(Data items)
+ + + + +
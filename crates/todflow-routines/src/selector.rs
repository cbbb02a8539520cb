use std::collections::HashSet;

use serde::Deserialize;
use todflow_core::{DataStore, Outcome, Routine, UnitContext};

#[derive(Debug, Clone, Deserialize)]
#[serde(deny_unknown_fields)]
pub struct TodSelectorConfig {
    /// Unit names allowed through; everything else is vetoed.
    pub keep: Vec<String>,
}

/// Restricts a run to an allow-list of unit names.
///
/// A vetoed unit skips the remaining routines and the run carries on with
/// the next unit; skipping is the expected case here, not a failure.
#[derive(Debug)]
pub struct TodSelector {
    keep: HashSet<String>,
}

impl TodSelector {
    pub fn new(config: TodSelectorConfig) -> Self {
        Self {
            keep: config.keep.into_iter().collect(),
        }
    }
}

impl Routine for TodSelector {
    fn name(&self) -> &'static str {
        "tod_selector"
    }

    fn execute(
        &mut self,
        ctx: &UnitContext<'_>,
        _store: &mut DataStore,
    ) -> anyhow::Result<Outcome> {
        if self.keep.contains(ctx.name()) {
            Ok(Outcome::Continue)
        } else {
            Ok(Outcome::Veto)
        }
    }
}
use std::path::PathBuf;

use thiserror::Error;

#[derive(Debug, Error)]
pub enum ParserError {
    #[error("not a TOD5 file: {reason}")]
    FormatMismatch { reason: String },

    #[error("header row {row_index} invalid: {message}")]
    InvalidHeader { row_index: usize, message: String },

    #[error("data row {line_index} invalid: {message}")]
    DataRow { line_index: usize, message: String },

    #[error("CSV error: {source}")]
    Csv {
        #[from]
        source: csv::Error,
    },

    #[error("file did not contain any data rows")]
    EmptyData,

    #[error("validation error: {message}")]
    Validation { message: String },

    #[error("failed to read {path}: {source}")]
    Io {
        path: PathBuf,
        #[source]
        source: std::io::Error,
    },

    #[error("unknown detector uid {uid} in load options")]
    UnknownDetector { uid: u32 },
}
use std::path::PathBuf;

use serde::Deserialize;
use tracing::{debug, error, info, warn};

use crate::error::CoreError;
use crate::routine::{Outcome, Routine, UnitContext};
use crate::store::DataStore;

/// What the driver does when a routine's `execute` fails.
///
/// One setting for the whole run. The default skips the failing unit and
/// carries on; `AbortRun` stops at the first failure.
#[derive(Debug, Clone, Copy, PartialEq, Eq, Default, Deserialize)]
#[serde(rename_all = "kebab-case")]
pub enum FailurePolicy {
    #[default]
    SkipUnit,
    AbortRun,
}

/// Run-level knobs shared by every routine.
#[derive(Debug, Clone)]
pub struct RunSettings {
    /// Directory unit identifiers resolve against.
    pub base_dir: PathBuf,
    pub failure_policy: FailurePolicy,
}

impl Default for RunSettings {
    fn default() -> Self {
        Self {
            base_dir: PathBuf::from("."),
            failure_policy: FailurePolicy::default(),
        }
    }
}

/// Terminal status of one unit's pass.
#[derive(Debug, Clone, Copy, PartialEq, Eq)]
pub enum UnitStatus {
    Completed,
    Vetoed,
    Failed,
}

#[derive(Debug)]
pub struct UnitReport {
    pub unit: String,
    pub status: UnitStatus,
    /// Failing routine and error text, present only for `Failed`.
    pub error: Option<String>,
}

#[derive(Debug, Default)]
pub struct RunSummary {
    pub reports: Vec<UnitReport>,
}

impl RunSummary {
    pub fn completed(&self) -> usize {
        self.count(UnitStatus::Completed)
    }

    pub fn vetoed(&self) -> usize {
        self.count(UnitStatus::Vetoed)
    }

    pub fn failed(&self) -> usize {
        self.count(UnitStatus::Failed)
    }

    fn count(&self, status: UnitStatus) -> usize {
        self.reports.iter().filter(|r| r.status == status).count()
    }
}

/// The loop driver: an ordered routine sequence run over an ordered unit
/// catalog, one fresh [`DataStore`] per unit.
///
/// Execution is strictly sequential. Routines run in insertion order for
/// every unit, so a later routine may assume everything before it has
/// already run for the current unit — or the unit was vetoed, in which case
/// the later routine never sees it.
pub struct Pipeline {
    routines: Vec<Box<dyn Routine>>,
    units: Vec<String>,
    settings: RunSettings,
}

impl Pipeline {
    pub fn new(settings: RunSettings) -> Self {
        Self {
            routines: Vec::new(),
            units: Vec::new(),
            settings,
        }
    }

    /// Appends a routine; execution order is insertion order.
    pub fn add_routine(&mut self, routine: Box<dyn Routine>) -> &mut Self {
        self.routines.push(routine);
        self
    }

    /// Appends unit identifiers to the catalog.
    pub fn add_units<I, S>(&mut self, units: I) -> &mut Self
    where
        I: IntoIterator<Item = S>,
        S: Into<String>,
    {
        self.units.extend(units.into_iter().map(Into::into));
        self
    }

    pub fn routine_count(&self) -> usize {
        self.routines.len()
    }

    pub fn unit_count(&self) -> usize {
        self.units.len()
    }

    pub fn units(&self) -> &[String] {
        &self.units
    }

    pub fn settings(&self) -> &RunSettings {
        &self.settings
    }

    /// Drives the full run: initialize every routine, process every unit,
    /// finalize every routine.
    ///
    /// A veto ends the current unit's pass silently. An `execute` error ends
    /// the unit (default policy) or the run (`AbortRun`); either way it is
    /// logged with the unit and routine that caused it. Finalizers run even
    /// when the run aborts, and a finalize failure never masks the execute
    /// error that aborted the run.
    pub fn run(&mut self) -> Result<RunSummary, CoreError> {
        self.initialize_all()?;

        let mut summary = RunSummary::default();
        let mut abort: Option<CoreError> = None;
        let catalog_len = self.units.len();

        'units: for (index, unit) in self.units.iter().enumerate() {
            debug!(unit = %unit, index, "processing unit");
            let mut store = DataStore::new();
            let mut status = UnitStatus::Completed;
            let mut failure: Option<String> = None;

            for routine in self.routines.iter_mut() {
                let ctx = UnitContext::new(unit, index, catalog_len, &self.settings.base_dir);
                match routine.execute(&ctx, &mut store) {
                    Ok(Outcome::Continue) => {}
                    Ok(Outcome::Veto) => {
                        debug!(unit = %unit, routine = routine.name(), "unit vetoed");
                        status = UnitStatus::Vetoed;
                        break;
                    }
                    Err(cause) => {
                        status = UnitStatus::Failed;
                        failure = Some(format!("{}: {:#}", routine.name(), cause));
                        match self.settings.failure_policy {
                            FailurePolicy::SkipUnit => {
                                error!(
                                    unit = %unit,
                                    routine = routine.name(),
                                    error = %cause,
                                    "routine failed; skipping unit"
                                );
                                break;
                            }
                            FailurePolicy::AbortRun => {
                                error!(
                                    unit = %unit,
                                    routine = routine.name(),
                                    error = %cause,
                                    "routine failed; aborting run"
                                );
                                abort = Some(CoreError::Execute {
                                    routine: routine.name().to_string(),
                                    unit: unit.clone(),
                                    cause,
                                });
                                summary.reports.push(UnitReport {
                                    unit: unit.clone(),
                                    status,
                                    error: failure,
                                });
                                break 'units;
                            }
                        }
                    }
                }
            }

            summary.reports.push(UnitReport {
                unit: unit.clone(),
                status,
                error: failure,
            });
        }

        // Teardown runs even when an execute failure aborts the run.
        let finalized = self.finalize_all();

        if let Some(err) = abort {
            if let Err(fin_err) = finalized {
                warn!(error = %fin_err, "finalize failed while aborting run");
            }
            return Err(err);
        }
        finalized?;

        info!(
            units = summary.reports.len(),
            completed = summary.completed(),
            vetoed = summary.vetoed(),
            failed = summary.failed(),
            "pipeline run finished"
        );
        Ok(summary)
    }

    fn initialize_all(&mut self) -> Result<(), CoreError> {
        for idx in 0..self.routines.len() {
            let result = self.routines[idx].initialize();
            if let Err(cause) = result {
                let routine = self.routines[idx].name().to_string();
                // Release whatever the earlier routines managed to open.
                for prior in self.routines[..idx].iter_mut() {
                    if let Err(fin_err) = prior.finalize() {
                        warn!(
                            routine = prior.name(),
                            error = %fin_err,
                            "finalize failed while aborting initialization"
                        );
                    }
                }
                return Err(CoreError::Initialize { routine, cause });
            }
        }
        Ok(())
    }

    /// Runs every finalizer, surfacing the first error after all have run.
    fn finalize_all(&mut self) -> Result<(), CoreError> {
        let mut first_err: Option<CoreError> = None;
        for routine in self.routines.iter_mut() {
            if let Err(cause) = routine.finalize() {
                error!(routine = routine.name(), error = %cause, "finalize failed");
                if first_err.is_none() {
                    first_err = Some(CoreError::Finalize {
                        routine: routine.name().to_string(),
                        cause,
                    });
                }
            }
        }
        match first_err {
            Some(err) => Err(err),
            None => Ok(()),
        }
    }
}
+ + + + +
**WHAT TO DO**
The lines above, from the start of the records through the one containing "not a failure.", are to be printed exactly, and nothing else is to be included.

**EXPECTED ANSWER**
filename crates/todflow-routines/src/selector.rs
repository cbbb02a8539520cb
use std::collections::HashSet;

use serde::Deserialize;
use todflow_core::{DataStore, Outcome, Routine, UnitContext};

#[derive(Debug, Clone, Deserialize)]
#[serde(deny_unknown_fields)]
pub struct TodSelectorConfig {
    /// Unit names allowed through; everything else is vetoed.
    pub keep: Vec<String>,
}

/// Restricts a run to an allow-list of unit names.
///
/// A vetoed unit skips the remaining routines and the run carries on with
/// the next unit; skipping is the expected case here, not a failure.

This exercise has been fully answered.